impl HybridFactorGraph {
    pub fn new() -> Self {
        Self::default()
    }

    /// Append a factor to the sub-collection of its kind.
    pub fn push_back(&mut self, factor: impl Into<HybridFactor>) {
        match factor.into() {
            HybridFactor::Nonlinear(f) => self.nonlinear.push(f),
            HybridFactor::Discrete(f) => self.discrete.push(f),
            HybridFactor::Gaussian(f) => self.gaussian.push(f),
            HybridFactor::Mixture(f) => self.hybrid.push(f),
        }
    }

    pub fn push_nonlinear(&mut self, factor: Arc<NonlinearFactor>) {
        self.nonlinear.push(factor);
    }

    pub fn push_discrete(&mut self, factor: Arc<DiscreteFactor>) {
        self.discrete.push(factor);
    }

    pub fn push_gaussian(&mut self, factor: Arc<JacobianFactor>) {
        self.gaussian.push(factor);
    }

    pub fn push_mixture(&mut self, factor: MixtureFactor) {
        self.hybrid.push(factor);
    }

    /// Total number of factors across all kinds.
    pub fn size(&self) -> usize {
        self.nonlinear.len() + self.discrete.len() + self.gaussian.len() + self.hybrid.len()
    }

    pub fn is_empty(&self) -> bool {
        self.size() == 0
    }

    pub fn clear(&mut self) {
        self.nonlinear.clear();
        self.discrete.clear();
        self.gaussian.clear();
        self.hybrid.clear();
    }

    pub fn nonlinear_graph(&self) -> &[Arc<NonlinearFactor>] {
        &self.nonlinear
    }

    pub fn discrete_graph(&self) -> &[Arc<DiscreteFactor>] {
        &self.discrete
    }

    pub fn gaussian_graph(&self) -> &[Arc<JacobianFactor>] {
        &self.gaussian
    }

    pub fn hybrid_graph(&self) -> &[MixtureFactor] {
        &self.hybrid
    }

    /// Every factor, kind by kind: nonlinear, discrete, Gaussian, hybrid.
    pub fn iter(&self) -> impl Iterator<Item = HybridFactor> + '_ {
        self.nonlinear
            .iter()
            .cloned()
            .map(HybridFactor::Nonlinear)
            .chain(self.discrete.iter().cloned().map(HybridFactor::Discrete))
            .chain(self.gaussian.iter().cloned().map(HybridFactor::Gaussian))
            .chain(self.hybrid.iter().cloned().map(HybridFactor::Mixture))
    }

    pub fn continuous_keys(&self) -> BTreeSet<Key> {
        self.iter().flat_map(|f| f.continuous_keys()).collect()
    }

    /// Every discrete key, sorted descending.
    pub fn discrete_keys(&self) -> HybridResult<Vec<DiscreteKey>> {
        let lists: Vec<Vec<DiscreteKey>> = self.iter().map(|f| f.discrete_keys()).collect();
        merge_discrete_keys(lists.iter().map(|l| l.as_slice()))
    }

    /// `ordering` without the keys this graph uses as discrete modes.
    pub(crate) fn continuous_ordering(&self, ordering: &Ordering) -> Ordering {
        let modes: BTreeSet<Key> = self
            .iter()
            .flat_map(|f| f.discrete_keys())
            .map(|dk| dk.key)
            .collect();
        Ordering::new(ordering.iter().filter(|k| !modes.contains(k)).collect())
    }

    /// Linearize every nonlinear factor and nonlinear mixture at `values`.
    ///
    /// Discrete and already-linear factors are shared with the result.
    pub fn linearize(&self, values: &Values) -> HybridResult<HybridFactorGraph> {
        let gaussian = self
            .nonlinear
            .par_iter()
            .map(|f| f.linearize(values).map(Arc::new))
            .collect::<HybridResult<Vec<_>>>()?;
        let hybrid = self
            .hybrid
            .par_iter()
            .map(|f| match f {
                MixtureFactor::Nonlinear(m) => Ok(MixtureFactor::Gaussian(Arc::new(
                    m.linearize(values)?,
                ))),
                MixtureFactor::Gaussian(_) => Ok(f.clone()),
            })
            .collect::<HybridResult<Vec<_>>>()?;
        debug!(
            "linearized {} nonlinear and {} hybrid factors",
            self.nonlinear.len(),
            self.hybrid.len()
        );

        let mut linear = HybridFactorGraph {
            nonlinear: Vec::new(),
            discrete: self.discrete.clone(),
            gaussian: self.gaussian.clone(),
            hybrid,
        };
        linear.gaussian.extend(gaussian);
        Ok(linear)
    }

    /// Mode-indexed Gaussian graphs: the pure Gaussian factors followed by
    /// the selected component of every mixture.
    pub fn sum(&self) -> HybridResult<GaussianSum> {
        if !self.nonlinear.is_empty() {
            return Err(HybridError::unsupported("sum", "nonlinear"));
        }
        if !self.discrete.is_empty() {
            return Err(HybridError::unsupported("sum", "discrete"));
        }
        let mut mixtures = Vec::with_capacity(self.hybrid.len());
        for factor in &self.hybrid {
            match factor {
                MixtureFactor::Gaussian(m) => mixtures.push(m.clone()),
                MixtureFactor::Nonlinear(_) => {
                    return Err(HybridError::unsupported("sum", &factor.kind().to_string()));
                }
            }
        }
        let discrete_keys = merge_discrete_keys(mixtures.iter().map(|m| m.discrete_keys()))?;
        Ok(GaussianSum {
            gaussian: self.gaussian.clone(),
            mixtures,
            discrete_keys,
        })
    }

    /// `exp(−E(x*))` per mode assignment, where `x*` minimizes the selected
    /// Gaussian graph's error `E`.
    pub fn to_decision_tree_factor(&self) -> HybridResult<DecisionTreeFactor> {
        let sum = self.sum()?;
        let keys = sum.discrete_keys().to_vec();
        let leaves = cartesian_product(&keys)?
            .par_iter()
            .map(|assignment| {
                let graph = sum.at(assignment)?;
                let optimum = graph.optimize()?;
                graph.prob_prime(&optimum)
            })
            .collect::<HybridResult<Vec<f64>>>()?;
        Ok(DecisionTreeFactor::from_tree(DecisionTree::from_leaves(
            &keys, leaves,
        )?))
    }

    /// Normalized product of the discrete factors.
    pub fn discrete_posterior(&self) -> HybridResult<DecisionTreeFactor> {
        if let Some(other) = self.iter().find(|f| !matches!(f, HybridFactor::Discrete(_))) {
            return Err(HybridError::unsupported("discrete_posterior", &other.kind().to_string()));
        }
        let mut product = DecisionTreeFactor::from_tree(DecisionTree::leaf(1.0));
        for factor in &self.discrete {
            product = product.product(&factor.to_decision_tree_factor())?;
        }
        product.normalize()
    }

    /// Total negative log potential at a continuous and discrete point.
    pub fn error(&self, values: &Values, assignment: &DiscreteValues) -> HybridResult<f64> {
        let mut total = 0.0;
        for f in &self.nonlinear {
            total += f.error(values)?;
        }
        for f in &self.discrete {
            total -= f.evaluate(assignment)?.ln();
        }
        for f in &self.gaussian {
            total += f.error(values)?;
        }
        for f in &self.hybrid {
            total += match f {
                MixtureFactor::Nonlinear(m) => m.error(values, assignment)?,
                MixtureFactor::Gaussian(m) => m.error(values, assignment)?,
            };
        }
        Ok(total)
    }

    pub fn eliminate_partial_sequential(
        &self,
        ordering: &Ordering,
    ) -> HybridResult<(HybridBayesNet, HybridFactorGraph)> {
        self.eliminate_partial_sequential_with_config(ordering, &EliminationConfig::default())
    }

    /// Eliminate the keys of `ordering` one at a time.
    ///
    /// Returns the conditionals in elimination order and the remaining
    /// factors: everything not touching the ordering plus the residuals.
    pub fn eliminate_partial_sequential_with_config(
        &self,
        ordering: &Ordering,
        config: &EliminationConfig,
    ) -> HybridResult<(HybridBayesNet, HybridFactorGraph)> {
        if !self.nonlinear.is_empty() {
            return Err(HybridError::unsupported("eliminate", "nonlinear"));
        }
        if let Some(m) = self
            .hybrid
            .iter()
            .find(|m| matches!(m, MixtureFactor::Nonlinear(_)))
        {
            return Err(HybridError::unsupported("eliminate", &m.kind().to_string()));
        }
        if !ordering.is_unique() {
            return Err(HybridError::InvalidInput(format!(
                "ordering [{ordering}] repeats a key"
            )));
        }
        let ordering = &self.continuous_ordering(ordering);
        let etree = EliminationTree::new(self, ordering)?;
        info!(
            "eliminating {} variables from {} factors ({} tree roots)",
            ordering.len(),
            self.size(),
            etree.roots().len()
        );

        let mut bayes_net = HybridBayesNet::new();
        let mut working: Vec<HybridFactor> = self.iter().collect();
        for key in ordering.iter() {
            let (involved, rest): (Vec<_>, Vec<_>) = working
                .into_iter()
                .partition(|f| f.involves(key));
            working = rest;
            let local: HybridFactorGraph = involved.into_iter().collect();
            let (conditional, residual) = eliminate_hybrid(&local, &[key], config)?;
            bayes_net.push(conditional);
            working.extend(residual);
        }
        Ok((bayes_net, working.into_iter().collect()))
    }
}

◆ INSTRUCTIONS FOR THE TASK ◆
In the entries above, restate word for word the lines between the one holding "minimizes the selected" and the one holding "let graph = sum.at(assignment)?;", inclusive, and nothing besides.

◆ RESPONSE TO THIS EXERCISE ◆
    /// `exp(−E(x*))` per mode assignment, where `x*` minimizes the selected
    /// Gaussian graph's error `E`.
    pub fn to_decision_tree_factor(&self) -> HybridResult<DecisionTreeFactor> {
        let sum = self.sum()?;
        let keys = sum.discrete_keys().to_vec();
        let leaves = cartesian_product(&keys)?
            .par_iter()
            .map(|assignment| {
                let graph = sum.at(assignment)?;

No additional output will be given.